[POPLmark] Adequacy for LF
Karl Crary
crary at cs.cmu.edu
Mon May 2 20:09:11 EDT 2005
There's been some confusion about the adequacy of our encoding of the
operational semantics; in particular, why our encoding is adequate,
given that the paper presents the semantics using evaluation contexts
and our encoding does not. We wanted to clarify why it is adequate, and
moreover, why we thought its adequacy was obvious.
The central point is the definition of adequacy. Following the original
paper on LF, we say that an encoding is adequate exactly when it defines
a bijection between constructs in the object language and canonical
forms (of appropriate type in an appropriate context) in LF, and that
bijection respects substitution.
Why is this the right definition? Since the set of object language
terms/derivations and the set of LF canonical forms are entirely
different sets, they can only be meaningfully related by isomorphism.

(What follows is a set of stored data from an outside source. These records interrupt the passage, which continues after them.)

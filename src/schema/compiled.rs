//! Compiled schema
//!
//! The finalized form of a builder: label, required flag, optional matching
//! property, and the ordered rule list. Immutable after compilation.

use crate::rules::Rule;

/// A compiled field schema.
///
/// Constructed only by [`SchemaBuilder::compile`](super::SchemaBuilder::compile).
/// Cloning is cheap enough for schema maps shared across a form.
#[derive(Debug, Clone)]
pub struct Schema {
    label: Option<String>,
    required: Option<String>,
    matching_property: Option<String>,
    rules: Vec<Rule>,
}

impl Schema {
    pub(crate) fn new(
        label: Option<String>,
        required: Option<String>,
        matching_property: Option<String>,
        rules: Vec<Rule>,
    ) -> Self {
        Self {
            label,
            required,
            matching_property,
            rules,
        }
    }

    /// Returns the display label, if one was set.
    pub fn label(&self) -> Option<&str> {
        self.label.as_deref()
    }

    /// Returns the required-field message when the field is mandatory.
    pub fn required(&self) -> Option<&str> {
        self.required.as_deref()
    }

    /// Returns the sibling property this field must equal, if any.
    pub fn matching_property(&self) -> Option<&str> {
        self.matching_property.as_deref()
    }

    /// Returns the compiled rules in evaluation order.
    pub fn rules(&self) -> &[Rule] {
        &self.rules
    }

    /// Prefixes a failure message with the schema's label when present.
    pub(crate) fn decorate(&self, message: &str) -> String {
        match &self.label {
            Some(label) => format!("{} {}", label, message),
            None => message.to_string(),
        }
    }
}

#[cfg(test)]
mod tests {
    use super::*;

    #[test]
    fn test_decorate_with_label() {
        let schema = Schema::new(Some("Password".into()), None, None, Vec::new());
        assert_eq!(schema.decorate("is required"), "Password is required");
    }

    #[test]
    fn test_decorate_without_label() {
        let schema = Schema::new(None, None, None, Vec::new());
        assert_eq!(schema.decorate("is required"), "is required");
    }
}
//! Rule evaluation over compiled schemas
//!
//! Evaluation never short-circuits across rules: every violated rule
//! reports its message. The one exception is the required check, which
//! preempts the rule list entirely when a mandatory field is empty.

use std::collections::HashMap;

use tracing::trace;

use super::report::{FieldReport, FormReport};
use crate::rules::{self, Rule, RuleKind};
use crate::schema::Schema;

/// Validates a single value against a compiled schema.
///
/// A required field left empty fails with exactly the required message.
/// Otherwise every rule is evaluated in list order and all failing
/// messages are collected, each decorated with the schema's label.
pub fn validate_value(input: &str, schema: &Schema) -> FieldReport {
    if let Some(message) = schema.required() {
        if input.is_empty() {
            return FieldReport::invalid(vec![schema.decorate(message)]);
        }
    }

    let errors: Vec<String> = schema
        .rules()
        .iter()
        .filter(|rule| !rule.is_satisfied_by(input))
        .map(|rule| schema.decorate(rule.error()))
        .collect();

    trace!(violations = errors.len(), "validated value");
    if errors.is_empty() {
        FieldReport::valid()
    } else {
        FieldReport::invalid(errors)
    }
}

/// Validates a value against a match schema, given its partner's value.
///
/// The partner schema, when supplied, lets the default message name the
/// partner by label instead of raw property name (only when this schema is
/// labeled too, so the decorated message reads as one phrase).
pub fn validate_pair(
    input: &str,
    partner_value: &str,
    schema: &Schema,
    partner: Option<&Schema>,
) -> FieldReport {
    if let Some(message) = schema.required() {
        if input.is_empty() {
            return FieldReport::invalid(vec![schema.decorate(message)]);
        }
    }

    let errors: Vec<String> = schema
        .rules()
        .iter()
        .filter(|rule| !rule.is_satisfied_by_pair(input, partner_value))
        .map(|rule| schema.decorate(&pair_message(rule, schema, partner)))
        .collect();

    trace!(violations = errors.len(), "validated pair");
    if errors.is_empty() {
        FieldReport::valid()
    } else {
        FieldReport::invalid(errors)
    }
}

/// Validates a whole form: one value mapping against one schema mapping.
///
/// Properties are visited in sorted order so reports are deterministic.
/// Missing values are treated as empty strings; only failing properties
/// appear in the resulting error mapping.
pub fn validate_form(
    values: &HashMap<String, String>,
    schemas: &HashMap<String, Schema>,
) -> FormReport {
    let mut names: Vec<&String> = schemas.keys().collect();
    names.sort();

    let mut errors = HashMap::new();
    for name in names {
        let schema = &schemas[name];
        let value = values.get(name).map(String::as_str).unwrap_or("");

        let report = match schema.matching_property() {
            Some(property) => {
                let partner_value = values.get(property).map(String::as_str).unwrap_or("");
                validate_pair(value, partner_value, schema, schemas.get(property))
            }
            None => validate_value(value, schema),
        };

        if !report.is_valid() {
            errors.insert(name.clone(), report.into_errors());
        }
    }

    trace!(invalid_fields = errors.len(), "validated form");
    FormReport::new(errors)
}

/// Resolves a failing rule's message in pair mode.
///
/// A match rule still carrying its catalog default is rephrased against the
/// partner's label when both schemas are labeled; customized messages pass
/// through untouched.
fn pair_message(rule: &Rule, schema: &Schema, partner: Option<&Schema>) -> String {
    if rule.kind() == RuleKind::Match {
        if let (Some(property), Some(partner_label)) = (
            schema.matching_property(),
            partner.and_then(|p| p.label()),
        ) {
            if schema.label().is_some() && rule.error() == rules::equals(property).error() {
                return rules::equals(partner_label).error().to_string();
            }
        }
    }
    rule.error().to_string()
}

And, since the only structure in this setting is substitution, an
isomorphism is a bijection that respects substitution. That's all: To
claim that an encoding of the operational semantics should "use
evaluation contexts" is like saying that any group isomorphic to Z_k
needs to "use addition." Getting rid of such unimportant presentation
details is exactly what isomorphisms are all about.
If we agree on this definition, then it is very easy to see that the
encoding is adequate. (Easier than usual, actually.) Observe that, in
the object language, there is exactly one derivation for derivable
evaluation judgements. Similarly, for any E1 and E2, there is at most
one canonical form belonging to "step E1 E2". Thus, the object language
and its encoding are in isomorphism provided they agree on the
judgement's graph. We believe the latter is obvious (although to be
rigorous would require an inductive proof).